[Source data]
# # #

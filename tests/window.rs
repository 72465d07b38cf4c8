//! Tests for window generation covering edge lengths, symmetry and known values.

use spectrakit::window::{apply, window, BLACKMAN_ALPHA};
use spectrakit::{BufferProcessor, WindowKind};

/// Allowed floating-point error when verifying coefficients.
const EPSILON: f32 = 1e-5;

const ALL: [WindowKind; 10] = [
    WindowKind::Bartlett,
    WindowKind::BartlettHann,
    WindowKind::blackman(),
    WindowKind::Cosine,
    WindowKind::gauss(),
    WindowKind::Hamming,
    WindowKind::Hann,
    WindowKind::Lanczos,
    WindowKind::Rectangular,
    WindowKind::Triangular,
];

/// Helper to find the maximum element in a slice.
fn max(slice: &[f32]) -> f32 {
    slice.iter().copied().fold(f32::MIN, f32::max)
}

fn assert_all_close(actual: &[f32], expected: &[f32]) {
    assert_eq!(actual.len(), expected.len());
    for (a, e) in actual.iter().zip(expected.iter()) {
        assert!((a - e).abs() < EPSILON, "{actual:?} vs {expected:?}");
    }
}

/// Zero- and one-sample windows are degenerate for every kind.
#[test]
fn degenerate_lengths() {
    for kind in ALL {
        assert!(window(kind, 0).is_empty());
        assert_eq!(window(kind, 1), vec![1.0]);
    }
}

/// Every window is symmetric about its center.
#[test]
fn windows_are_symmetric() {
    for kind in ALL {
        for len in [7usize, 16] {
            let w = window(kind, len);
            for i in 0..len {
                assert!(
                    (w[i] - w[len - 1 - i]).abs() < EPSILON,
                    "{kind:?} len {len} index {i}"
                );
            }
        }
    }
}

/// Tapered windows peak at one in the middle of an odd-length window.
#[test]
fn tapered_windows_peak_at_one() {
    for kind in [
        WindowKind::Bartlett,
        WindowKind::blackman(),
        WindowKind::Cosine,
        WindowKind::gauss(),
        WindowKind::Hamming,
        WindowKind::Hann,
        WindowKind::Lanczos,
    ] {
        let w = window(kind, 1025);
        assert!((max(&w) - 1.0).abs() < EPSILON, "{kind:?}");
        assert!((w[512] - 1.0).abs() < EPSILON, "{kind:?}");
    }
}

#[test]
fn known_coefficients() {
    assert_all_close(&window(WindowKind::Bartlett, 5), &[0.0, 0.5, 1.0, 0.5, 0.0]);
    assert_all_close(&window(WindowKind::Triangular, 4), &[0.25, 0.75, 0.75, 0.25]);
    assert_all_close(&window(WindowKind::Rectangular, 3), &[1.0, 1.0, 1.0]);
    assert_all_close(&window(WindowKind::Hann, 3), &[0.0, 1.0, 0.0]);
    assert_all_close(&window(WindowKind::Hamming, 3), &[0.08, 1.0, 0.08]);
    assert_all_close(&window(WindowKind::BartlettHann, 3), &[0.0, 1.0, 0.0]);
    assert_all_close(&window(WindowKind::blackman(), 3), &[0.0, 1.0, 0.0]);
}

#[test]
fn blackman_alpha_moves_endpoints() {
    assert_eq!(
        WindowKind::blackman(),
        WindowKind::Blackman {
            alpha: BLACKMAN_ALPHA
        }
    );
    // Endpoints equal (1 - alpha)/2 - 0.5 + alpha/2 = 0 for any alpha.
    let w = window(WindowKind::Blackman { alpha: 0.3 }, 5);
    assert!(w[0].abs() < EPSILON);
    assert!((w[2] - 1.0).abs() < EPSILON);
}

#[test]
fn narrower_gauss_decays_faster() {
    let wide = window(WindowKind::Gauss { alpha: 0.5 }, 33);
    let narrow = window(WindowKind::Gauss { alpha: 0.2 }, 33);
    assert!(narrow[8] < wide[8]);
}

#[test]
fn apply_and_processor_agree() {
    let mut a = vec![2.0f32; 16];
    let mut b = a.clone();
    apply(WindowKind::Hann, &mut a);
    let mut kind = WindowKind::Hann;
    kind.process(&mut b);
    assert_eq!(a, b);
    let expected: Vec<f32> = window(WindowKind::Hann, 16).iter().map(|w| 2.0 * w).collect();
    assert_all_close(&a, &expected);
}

# # #

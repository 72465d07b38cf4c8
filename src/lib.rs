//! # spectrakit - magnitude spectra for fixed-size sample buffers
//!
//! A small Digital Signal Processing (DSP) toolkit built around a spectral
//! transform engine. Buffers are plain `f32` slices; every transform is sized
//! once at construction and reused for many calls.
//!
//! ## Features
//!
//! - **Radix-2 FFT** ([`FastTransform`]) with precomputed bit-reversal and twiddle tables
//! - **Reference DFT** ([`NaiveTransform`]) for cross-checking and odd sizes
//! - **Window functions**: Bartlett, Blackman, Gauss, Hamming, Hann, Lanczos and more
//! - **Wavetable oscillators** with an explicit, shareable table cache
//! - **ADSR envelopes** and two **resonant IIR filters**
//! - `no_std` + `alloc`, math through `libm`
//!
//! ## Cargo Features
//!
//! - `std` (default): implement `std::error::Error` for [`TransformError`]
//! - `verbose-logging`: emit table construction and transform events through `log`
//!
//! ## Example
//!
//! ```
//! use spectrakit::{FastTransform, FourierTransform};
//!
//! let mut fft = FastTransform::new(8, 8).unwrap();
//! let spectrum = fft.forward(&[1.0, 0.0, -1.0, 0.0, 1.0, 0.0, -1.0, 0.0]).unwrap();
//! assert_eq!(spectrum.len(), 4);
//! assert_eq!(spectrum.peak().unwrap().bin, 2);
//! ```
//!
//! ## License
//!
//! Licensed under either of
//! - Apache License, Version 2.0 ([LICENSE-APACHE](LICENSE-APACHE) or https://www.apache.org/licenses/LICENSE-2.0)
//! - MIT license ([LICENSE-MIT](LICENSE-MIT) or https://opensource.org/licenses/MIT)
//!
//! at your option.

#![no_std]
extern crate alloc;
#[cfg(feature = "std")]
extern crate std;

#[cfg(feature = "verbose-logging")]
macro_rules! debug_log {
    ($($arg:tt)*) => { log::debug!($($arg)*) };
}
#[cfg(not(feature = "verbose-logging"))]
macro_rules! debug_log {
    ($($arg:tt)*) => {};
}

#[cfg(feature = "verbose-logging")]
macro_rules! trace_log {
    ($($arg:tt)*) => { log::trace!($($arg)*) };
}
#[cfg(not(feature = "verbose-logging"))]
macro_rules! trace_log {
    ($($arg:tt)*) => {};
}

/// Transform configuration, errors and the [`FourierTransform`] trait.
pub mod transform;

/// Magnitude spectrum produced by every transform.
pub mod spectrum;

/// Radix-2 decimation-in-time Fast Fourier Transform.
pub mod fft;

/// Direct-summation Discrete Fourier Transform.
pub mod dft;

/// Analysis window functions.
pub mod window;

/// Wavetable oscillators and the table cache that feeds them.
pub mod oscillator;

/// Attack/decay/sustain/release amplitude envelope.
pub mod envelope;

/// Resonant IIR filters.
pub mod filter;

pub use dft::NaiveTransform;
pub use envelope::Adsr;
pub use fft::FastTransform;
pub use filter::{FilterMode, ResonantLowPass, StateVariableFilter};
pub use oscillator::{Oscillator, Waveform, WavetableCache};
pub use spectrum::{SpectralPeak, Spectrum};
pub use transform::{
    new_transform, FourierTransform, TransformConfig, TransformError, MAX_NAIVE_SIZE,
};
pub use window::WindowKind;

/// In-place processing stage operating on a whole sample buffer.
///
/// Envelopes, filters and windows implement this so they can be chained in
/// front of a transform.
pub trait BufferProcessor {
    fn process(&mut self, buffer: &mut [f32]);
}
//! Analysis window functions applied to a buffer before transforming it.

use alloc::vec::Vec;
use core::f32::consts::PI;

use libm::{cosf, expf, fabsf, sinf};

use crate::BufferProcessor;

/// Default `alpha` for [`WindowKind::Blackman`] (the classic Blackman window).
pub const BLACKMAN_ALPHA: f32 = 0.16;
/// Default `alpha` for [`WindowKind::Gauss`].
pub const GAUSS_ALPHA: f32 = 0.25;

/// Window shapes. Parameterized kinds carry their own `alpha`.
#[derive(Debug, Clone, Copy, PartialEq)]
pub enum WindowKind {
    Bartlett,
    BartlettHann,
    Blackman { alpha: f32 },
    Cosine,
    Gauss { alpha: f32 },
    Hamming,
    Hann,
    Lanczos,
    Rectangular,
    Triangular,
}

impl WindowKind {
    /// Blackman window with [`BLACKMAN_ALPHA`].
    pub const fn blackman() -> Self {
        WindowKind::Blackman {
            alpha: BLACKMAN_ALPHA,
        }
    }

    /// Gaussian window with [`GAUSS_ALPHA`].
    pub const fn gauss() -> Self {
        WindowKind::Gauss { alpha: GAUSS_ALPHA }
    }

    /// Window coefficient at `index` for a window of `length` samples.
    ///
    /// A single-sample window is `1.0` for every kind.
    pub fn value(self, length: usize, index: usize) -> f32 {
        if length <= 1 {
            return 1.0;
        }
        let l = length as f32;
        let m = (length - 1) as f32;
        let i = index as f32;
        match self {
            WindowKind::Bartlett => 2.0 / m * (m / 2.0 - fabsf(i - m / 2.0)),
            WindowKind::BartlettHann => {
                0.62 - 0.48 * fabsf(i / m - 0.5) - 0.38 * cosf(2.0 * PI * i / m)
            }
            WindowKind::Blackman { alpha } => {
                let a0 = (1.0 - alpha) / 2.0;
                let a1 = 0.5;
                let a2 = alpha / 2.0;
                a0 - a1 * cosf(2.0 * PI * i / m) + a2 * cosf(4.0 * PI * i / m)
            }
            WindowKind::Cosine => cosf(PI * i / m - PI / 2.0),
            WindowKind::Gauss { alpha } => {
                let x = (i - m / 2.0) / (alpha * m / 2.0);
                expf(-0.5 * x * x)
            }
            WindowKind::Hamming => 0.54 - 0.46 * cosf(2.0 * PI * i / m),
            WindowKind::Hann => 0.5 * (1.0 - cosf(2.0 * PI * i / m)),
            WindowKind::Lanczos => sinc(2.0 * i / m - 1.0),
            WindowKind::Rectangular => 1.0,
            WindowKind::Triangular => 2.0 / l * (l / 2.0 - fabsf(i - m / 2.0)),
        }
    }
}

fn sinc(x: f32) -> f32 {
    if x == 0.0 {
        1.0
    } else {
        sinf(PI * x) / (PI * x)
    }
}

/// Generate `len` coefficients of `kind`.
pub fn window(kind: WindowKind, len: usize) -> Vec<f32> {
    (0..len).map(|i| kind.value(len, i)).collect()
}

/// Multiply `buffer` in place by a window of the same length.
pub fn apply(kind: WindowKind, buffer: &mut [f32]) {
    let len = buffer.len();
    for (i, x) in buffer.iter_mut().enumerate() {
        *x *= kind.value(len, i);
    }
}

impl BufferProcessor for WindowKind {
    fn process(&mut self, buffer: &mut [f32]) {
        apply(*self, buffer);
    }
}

# # #

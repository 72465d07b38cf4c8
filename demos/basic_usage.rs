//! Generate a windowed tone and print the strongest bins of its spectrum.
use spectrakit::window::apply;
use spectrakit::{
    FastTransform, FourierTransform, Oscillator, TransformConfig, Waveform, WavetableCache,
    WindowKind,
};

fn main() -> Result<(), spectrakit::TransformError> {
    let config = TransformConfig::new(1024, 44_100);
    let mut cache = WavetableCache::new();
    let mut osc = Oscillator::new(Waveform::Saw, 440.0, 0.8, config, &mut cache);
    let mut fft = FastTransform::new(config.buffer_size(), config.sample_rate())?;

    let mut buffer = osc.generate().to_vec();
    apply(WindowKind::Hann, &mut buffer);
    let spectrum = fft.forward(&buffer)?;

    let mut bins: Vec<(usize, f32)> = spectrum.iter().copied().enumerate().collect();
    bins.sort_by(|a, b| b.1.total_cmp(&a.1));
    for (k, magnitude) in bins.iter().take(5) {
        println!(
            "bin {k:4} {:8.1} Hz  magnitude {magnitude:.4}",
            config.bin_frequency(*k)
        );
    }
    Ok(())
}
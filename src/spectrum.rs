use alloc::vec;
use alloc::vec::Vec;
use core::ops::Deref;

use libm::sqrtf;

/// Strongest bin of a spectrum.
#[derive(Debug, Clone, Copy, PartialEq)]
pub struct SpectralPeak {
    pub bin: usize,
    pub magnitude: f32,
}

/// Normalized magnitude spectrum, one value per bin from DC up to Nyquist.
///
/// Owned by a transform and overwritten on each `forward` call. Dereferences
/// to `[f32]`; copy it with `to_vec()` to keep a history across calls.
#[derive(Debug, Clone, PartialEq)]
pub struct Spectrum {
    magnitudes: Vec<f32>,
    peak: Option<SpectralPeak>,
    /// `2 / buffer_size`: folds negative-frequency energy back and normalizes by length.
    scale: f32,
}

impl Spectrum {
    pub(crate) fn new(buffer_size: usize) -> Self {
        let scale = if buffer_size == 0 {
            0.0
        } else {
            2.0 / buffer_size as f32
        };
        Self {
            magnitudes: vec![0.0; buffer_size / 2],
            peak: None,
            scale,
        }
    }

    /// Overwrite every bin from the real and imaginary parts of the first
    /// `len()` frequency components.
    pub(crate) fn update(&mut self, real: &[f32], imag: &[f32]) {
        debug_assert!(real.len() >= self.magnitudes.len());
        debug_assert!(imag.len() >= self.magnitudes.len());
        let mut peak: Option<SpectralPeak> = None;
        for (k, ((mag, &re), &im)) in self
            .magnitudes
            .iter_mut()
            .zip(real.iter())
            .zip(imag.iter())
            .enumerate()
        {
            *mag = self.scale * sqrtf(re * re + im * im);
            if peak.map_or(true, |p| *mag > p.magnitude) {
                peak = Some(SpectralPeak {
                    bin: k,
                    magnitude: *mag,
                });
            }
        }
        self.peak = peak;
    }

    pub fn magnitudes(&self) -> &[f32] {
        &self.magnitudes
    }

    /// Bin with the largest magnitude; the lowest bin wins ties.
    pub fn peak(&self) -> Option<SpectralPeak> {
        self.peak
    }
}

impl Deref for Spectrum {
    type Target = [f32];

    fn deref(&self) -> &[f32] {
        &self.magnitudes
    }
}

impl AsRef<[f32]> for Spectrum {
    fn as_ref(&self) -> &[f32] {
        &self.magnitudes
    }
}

# # #

__REQUIREMENT__
Lines from the entries that contain the word "TransformError" are what the answer must hold.

__THE COMPLETED TASK__
//! - `std` (default): implement `std::error::Error` for [`TransformError`]
    new_transform, FourierTransform, TransformConfig, TransformError, MAX_NAIVE_SIZE,
fn main() -> Result<(), spectrakit::TransformError> {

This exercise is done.